◆ Required action
Output only the lines below from the one containing "the id index." to the one containing "if let Some(id) = &self.id", exactly as written, both ends kept.

◆ Excerpted data

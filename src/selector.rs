use crate::dom::{Dom, NodeId};
use crate::{Error, Result};

/// One compound selector step: optional tag plus any number of `#id`,
/// `.class`, and `[attr='value']` conditions. Combinators are not supported.
#[derive(Debug, Clone, Default, PartialEq, Eq)]
pub(crate) struct Selector {
    tag: Option<String>,
    id: Option<String>,
    classes: Vec<String>,
    attrs: Vec<(String, String)>,
}

impl Selector {
    pub(crate) fn parse(input: &str) -> Result<Self> {
        let trimmed = input.trim();
        if trimmed.is_empty() {
            return Err(Error::UnsupportedSelector(input.to_string()));
        }

        let chars: Vec<char> = trimmed.chars().collect();
        let mut pos = 0;
        let mut selector = Selector::default();

        if chars[0].is_ascii_alphabetic() {
            selector.tag = Some(read_ident(&chars, &mut pos).to_ascii_lowercase());
        }

        while pos < chars.len() {
            match chars[pos] {
                '#' => {
                    pos += 1;
                    let ident = read_ident(&chars, &mut pos);
                    if ident.is_empty() {
                        return Err(Error::UnsupportedSelector(input.to_string()));
                    }
                    selector.id = Some(ident);
                }
                '.' => {
                    pos += 1;
                    let ident = read_ident(&chars, &mut pos);
                    if ident.is_empty() {
                        return Err(Error::UnsupportedSelector(input.to_string()));
                    }
                    selector.classes.push(ident);
                }
                '[' => {
                    pos += 1;
                    let name = read_ident(&chars, &mut pos).to_ascii_lowercase();
                    if name.is_empty() || pos >= chars.len() || chars[pos] != '=' {
                        return Err(Error::UnsupportedSelector(input.to_string()));
                    }
                    pos += 1;
                    let value = read_attr_value(&chars, &mut pos)
                        .ok_or_else(|| Error::UnsupportedSelector(input.to_string()))?;
                    if pos >= chars.len() || chars[pos] != ']' {
                        return Err(Error::UnsupportedSelector(input.to_string()));
                    }
                    pos += 1;
                    selector.attrs.push((name, value));
                }
                _ => return Err(Error::UnsupportedSelector(input.to_string())),
            }
        }

        Ok(selector)
    }

    /// Fast path: a bare `#id` selector resolves through the id index.
    fn id_only(&self) -> Option<&str> {
        if self.tag.is_none() && self.classes.is_empty() && self.attrs.is_empty() {
            self.id.as_deref()
        } else {
            None
        }
    }

    fn matches(&self, dom: &Dom, node: NodeId) -> bool {
        if let Some(tag) = &self.tag {
            if dom.tag_name(node) != Some(tag.as_str()) {
                return false;
            }
        }
        if let Some(id) = &self.id {
            if dom.attr(node, "id") != Some(id.as_str()) {
                return false;
            }
        }
        for class in &self.classes {
            if !dom.has_class(node, class) {
                return false;
            }
        }
        for (name, value) in &self.attrs {
            if dom.attr(node, name) != Some(value.as_str()) {
                return false;
            }
        }
        true
    }
}

pub(crate) fn query_all(dom: &Dom, selector: &str) -> Result<Vec<NodeId>> {
    let parsed = Selector::parse(selector)?;
    if let Some(id) = parsed.id_only() {
        return Ok(dom.element_by_id(id).into_iter().collect());
    }
    Ok(dom
        .elements()
        .into_iter()
        .filter(|node| parsed.matches(dom, *node))
        .collect())
}

pub(crate) fn query_one(dom: &Dom, selector: &str) -> Result<NodeId> {
    query_all(dom, selector)?
        .into_iter()
        .next()
        .ok_or_else(|| Error::SelectorNotFound(selector.to_string()))
}

fn read_ident(chars: &[char], pos: &mut usize) -> String {
    let start = *pos;
    while *pos < chars.len() {
        let next = chars[*pos];
        if next.is_ascii_alphanumeric() || next == '-' || next == '_' {
            *pos += 1;
        } else {
            break;
        }
    }
    chars[start..*pos].iter().collect()
}

fn read_attr_value(chars: &[char], pos: &mut usize) -> Option<String> {
    match chars.get(*pos) {
        Some(quote @ ('"' | '\'')) => {
            *pos += 1;
            let start = *pos;
            while *pos < chars.len() && chars[*pos] != *quote {
                *pos += 1;
            }
            if *pos >= chars.len() {
                return None;
            }
            let value: String = chars[start..*pos].iter().collect();
            *pos += 1;
            Some(value)
        }
        Some(_) => {
            let value = read_ident(chars, pos);
            if value.is_empty() { None } else { Some(value) }
        }
        None => None,
    }
}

◆ Your solution
    /// Fast path: a bare `#id` selector resolves through the id index.
    fn id_only(&self) -> Option<&str> {
        if self.tag.is_none() && self.classes.is_empty() && self.attrs.is_empty() {
            self.id.as_deref()
        } else {
            None
        }
    }

    fn matches(&self, dom: &Dom, node: NodeId) -> bool {
        if let Some(tag) = &self.tag {
            if dom.tag_name(node) != Some(tag.as_str()) {
                return false;
            }
        }
        if let Some(id) = &self.id {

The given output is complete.